Karl’s business was nothing more than watching TV and occasionally putting forth the effort to transubstantiate and change the channel. So long as the family paid the cable bill, and the two sisters were getting on with each other, he saw no need to interfere with the matters of the living. The only ambition he had, other than watching television, was to float around the living room from time to time, practicing joyful experimentation with the concept of weightlessness. These endeavors never lasted long, and usually ended with all of Karl’s energy being expended to press the power button on the TV remote.
These small moments of exertion made Karl tired, and oftentimes he would nap for days. Sometimes he fancied that his powers were getting stronger, but if anything he was in the process of ethereal decay on the order of millions of years. Even ghosts as it seemed, were not built to last forever, only for a really long time. All the same, Karl was happier than he had ever been in life, and quite pleased with his situation. Many might have questioned their ghostly nature, but Karl couldn’t be bothered to expend the mental energy.
This all changed on an evening in July, about twelve months after Karl’s interaction with the girls and their Ouija board. The oldest girl had suffered from deep depression and nightmares after her first encounter with Karl, and as a result had caused considerable consternation on the part of her parents. The apartment was not a particularly big space, and as such provided the family little respite from each other. Karl had been rather hoping that the parents would bring in a priest, afraid that their daughters fears were well-founded and real. To his disappointment the family were atheists, and as such brought in a psychiatrist.

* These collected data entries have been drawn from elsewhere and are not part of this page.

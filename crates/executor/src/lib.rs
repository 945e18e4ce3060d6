// SPDX-License-Identifier: BUSL-1.1
// Copyright (c) 2026 Alfred Jean LLC

#![cfg_attr(test, allow(clippy::panic))]
#![cfg_attr(test, allow(clippy::unwrap_used))]
#![cfg_attr(test, allow(clippy::expect_used))]

//! The Run Executor (spec §4.2): spawns exactly one child process per
//! active job, captures its console output, and classifies its terminal
//! status. Owns no job-queue state of its own — the Controller (`oms
//! -scheduler`) drives it through `Executor::start`/`Executor::kill` and
//! consumes its completion channel.

pub mod argv;
pub mod console_log;
pub mod error;
pub mod process;

pub use argv::build_argv;
pub use console_log::{console_log_path, contains_error_sentinel, tail_lines, ConsoleLog};
pub use error::ExecutorError;
pub use process::{Completion, Executor, SpawnRequest};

This was a shrewd woman with glasses that were far too small to be functional, and an oversized yellow legal pad full of notes. These scribbles led to a series of orange pill bottles being forked over by a pharmacist, with hopes that they would stop the maladapted moaning of a teenager. The whole ordeal made Karl feel quite awful about his initial misdeed, but then he remembered that the older girl had been mean, and forgot about his part in the matter. After months of mind bending anti-psychotics and unconvincing explanations of why ghosts couldn’t be real, the family through their hands up, fired the psychiatrist, and moved.
When the family left, Karl fell into a greyish haze of depression. It wasn’t that he missed the company; he could have lived without them. Well, not lived, but he could have continued to exist happily. The part that left him with a dull ache in what he assumed to be his side, was the parting of the family’s television. This left him with nothing but his thoughts all day, and in the end he thought it would be better to spend his time napping. And that’s what he did, until a young man working for a tech conglomerate had moved in a few weeks later.